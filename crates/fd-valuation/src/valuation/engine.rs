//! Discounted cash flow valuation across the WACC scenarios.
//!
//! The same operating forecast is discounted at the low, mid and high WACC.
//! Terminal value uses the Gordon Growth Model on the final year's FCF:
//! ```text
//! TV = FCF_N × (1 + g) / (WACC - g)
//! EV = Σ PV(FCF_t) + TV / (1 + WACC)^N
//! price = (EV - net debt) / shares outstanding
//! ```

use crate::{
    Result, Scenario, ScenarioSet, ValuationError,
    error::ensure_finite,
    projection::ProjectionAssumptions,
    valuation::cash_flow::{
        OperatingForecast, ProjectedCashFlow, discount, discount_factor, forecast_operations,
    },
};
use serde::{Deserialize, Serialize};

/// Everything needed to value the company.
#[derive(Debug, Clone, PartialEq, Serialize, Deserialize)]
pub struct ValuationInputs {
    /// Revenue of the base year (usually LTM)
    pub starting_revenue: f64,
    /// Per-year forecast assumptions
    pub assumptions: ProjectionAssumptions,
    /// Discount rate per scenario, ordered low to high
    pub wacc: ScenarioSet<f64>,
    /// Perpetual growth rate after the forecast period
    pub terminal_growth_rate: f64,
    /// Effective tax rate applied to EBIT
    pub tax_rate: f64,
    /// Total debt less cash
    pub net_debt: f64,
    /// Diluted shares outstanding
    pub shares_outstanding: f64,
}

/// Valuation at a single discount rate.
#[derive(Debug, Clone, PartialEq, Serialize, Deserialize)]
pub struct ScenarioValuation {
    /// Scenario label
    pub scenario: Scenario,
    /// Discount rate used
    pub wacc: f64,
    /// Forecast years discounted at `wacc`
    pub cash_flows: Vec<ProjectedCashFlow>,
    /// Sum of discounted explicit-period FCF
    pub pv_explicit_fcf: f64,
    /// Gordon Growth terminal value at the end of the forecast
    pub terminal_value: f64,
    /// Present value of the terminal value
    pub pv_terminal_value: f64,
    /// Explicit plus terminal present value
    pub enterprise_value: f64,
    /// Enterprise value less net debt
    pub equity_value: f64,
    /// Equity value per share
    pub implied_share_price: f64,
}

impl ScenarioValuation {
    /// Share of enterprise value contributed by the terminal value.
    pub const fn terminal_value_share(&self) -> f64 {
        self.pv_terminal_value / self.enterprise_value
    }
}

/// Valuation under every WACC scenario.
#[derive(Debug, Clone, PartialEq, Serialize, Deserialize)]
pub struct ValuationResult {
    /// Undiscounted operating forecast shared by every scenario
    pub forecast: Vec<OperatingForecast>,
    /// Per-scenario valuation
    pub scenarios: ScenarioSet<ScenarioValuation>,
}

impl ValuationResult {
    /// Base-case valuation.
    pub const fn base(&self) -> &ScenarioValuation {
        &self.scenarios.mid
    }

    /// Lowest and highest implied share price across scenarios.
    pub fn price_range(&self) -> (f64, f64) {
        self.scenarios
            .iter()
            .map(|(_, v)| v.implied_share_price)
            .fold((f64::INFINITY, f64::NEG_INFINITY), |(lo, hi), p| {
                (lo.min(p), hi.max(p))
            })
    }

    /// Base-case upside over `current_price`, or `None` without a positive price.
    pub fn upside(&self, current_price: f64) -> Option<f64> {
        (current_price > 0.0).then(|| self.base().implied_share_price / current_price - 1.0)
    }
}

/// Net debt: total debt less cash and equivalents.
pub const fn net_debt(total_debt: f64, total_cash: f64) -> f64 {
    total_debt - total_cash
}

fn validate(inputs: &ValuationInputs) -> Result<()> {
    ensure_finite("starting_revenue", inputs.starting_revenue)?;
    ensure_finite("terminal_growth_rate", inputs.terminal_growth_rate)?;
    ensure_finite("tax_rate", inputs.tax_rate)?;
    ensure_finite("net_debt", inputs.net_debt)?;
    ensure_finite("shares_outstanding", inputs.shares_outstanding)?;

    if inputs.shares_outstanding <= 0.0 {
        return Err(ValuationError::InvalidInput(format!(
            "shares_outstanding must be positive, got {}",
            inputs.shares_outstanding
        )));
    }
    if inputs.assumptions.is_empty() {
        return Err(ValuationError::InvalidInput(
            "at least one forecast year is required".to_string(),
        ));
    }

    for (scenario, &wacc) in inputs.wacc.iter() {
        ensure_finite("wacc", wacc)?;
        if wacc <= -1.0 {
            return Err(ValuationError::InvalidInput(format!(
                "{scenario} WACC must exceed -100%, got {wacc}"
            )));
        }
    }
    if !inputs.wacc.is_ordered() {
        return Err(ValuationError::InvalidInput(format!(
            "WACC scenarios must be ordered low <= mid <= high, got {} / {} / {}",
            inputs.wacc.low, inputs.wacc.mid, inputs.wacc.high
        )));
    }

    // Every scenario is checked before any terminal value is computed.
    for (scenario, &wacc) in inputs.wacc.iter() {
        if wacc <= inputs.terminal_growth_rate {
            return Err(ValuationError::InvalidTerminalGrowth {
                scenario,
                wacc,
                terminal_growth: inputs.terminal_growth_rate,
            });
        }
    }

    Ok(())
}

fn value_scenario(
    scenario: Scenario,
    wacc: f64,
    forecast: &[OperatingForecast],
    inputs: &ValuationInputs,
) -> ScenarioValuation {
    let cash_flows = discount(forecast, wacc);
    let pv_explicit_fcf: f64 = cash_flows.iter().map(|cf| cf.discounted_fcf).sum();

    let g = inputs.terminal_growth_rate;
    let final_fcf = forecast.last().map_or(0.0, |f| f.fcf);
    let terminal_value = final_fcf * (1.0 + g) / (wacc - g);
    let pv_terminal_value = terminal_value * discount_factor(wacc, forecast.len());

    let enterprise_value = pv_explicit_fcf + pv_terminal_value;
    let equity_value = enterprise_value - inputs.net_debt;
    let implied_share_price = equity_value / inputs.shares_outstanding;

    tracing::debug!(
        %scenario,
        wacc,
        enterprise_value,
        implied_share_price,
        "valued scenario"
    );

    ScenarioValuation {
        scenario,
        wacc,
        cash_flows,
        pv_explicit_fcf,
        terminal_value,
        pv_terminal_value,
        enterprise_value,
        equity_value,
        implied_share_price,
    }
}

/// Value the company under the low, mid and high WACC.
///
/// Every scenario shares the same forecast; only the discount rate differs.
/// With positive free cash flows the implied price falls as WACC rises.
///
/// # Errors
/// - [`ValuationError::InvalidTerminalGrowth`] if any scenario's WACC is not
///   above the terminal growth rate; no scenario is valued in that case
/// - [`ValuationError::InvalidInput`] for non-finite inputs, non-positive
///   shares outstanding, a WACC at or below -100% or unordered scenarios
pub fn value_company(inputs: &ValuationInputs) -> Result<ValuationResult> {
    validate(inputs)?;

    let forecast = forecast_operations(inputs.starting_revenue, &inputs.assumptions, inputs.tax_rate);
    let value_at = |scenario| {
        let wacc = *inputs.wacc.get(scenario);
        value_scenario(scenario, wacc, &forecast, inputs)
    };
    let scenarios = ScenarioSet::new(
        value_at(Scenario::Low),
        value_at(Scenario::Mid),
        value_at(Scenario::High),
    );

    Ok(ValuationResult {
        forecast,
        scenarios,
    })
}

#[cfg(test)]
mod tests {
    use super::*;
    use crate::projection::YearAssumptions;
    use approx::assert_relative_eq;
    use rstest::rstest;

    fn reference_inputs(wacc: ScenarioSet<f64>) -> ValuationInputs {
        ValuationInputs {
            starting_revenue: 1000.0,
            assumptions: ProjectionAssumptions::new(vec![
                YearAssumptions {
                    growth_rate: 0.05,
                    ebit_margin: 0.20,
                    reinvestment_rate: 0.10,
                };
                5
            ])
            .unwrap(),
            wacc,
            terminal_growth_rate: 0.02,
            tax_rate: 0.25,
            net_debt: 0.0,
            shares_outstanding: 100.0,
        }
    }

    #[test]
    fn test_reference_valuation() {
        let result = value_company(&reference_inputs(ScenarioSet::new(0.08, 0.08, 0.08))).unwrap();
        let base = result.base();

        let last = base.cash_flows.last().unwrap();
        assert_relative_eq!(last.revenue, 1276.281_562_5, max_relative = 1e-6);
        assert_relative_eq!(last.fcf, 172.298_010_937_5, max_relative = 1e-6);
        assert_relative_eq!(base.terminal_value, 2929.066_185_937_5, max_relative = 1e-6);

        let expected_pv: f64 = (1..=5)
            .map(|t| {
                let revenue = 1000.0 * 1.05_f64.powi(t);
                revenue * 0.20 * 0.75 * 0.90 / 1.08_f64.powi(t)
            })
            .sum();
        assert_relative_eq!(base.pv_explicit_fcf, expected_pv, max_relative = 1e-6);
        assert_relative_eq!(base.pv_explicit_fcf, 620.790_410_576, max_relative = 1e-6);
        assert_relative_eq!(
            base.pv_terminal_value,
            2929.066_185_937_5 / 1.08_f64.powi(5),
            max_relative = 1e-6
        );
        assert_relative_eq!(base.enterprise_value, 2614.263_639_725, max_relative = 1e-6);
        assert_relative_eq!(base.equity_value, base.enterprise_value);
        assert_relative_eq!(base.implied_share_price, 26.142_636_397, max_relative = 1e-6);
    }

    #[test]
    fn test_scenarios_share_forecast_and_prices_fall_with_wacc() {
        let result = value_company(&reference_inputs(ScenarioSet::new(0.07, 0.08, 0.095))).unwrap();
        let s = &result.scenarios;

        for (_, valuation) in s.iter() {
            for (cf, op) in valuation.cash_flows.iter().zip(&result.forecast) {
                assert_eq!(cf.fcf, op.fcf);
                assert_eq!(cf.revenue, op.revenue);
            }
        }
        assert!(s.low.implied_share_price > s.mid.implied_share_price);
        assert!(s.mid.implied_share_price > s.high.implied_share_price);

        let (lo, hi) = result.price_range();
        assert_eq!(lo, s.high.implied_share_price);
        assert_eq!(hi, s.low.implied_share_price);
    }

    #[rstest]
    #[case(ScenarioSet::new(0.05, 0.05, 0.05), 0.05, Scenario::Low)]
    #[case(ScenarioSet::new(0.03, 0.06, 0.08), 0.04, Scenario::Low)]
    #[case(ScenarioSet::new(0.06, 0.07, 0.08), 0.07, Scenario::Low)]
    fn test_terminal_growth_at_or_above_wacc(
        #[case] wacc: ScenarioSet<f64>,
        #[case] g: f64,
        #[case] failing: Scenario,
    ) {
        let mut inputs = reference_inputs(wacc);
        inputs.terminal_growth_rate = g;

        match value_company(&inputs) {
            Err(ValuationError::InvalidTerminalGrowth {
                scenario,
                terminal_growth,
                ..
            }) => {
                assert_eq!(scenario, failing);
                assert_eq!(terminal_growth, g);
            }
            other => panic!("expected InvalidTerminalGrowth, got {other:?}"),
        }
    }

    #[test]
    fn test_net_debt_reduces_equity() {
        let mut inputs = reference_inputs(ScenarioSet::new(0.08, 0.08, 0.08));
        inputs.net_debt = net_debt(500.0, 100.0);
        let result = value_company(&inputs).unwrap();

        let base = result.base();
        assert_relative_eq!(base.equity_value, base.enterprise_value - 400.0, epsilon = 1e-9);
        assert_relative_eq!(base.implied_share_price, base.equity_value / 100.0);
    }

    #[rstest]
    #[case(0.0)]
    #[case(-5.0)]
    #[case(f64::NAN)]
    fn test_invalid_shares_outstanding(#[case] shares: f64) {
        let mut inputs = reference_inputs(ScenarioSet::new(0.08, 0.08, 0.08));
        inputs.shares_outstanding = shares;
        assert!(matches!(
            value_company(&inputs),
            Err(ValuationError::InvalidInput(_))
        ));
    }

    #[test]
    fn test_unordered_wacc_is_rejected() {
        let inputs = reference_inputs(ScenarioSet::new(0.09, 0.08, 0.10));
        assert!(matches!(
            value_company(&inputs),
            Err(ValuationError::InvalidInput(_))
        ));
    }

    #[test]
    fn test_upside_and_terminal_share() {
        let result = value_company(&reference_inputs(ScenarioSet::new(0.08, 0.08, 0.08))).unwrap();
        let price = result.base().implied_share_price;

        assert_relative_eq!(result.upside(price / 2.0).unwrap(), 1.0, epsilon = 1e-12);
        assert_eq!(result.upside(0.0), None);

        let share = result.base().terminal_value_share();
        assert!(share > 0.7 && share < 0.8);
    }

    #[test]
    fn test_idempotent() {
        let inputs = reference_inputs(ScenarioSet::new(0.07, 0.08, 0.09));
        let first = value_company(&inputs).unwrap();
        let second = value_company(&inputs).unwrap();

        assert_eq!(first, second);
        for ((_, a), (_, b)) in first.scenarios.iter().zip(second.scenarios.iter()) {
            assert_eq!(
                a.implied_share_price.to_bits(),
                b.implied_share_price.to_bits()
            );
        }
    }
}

Your objective
Report back each line of the entries that holds the string "failing".

Exercise solution
        #[case] failing: Scenario,
                assert_eq!(scenario, failing);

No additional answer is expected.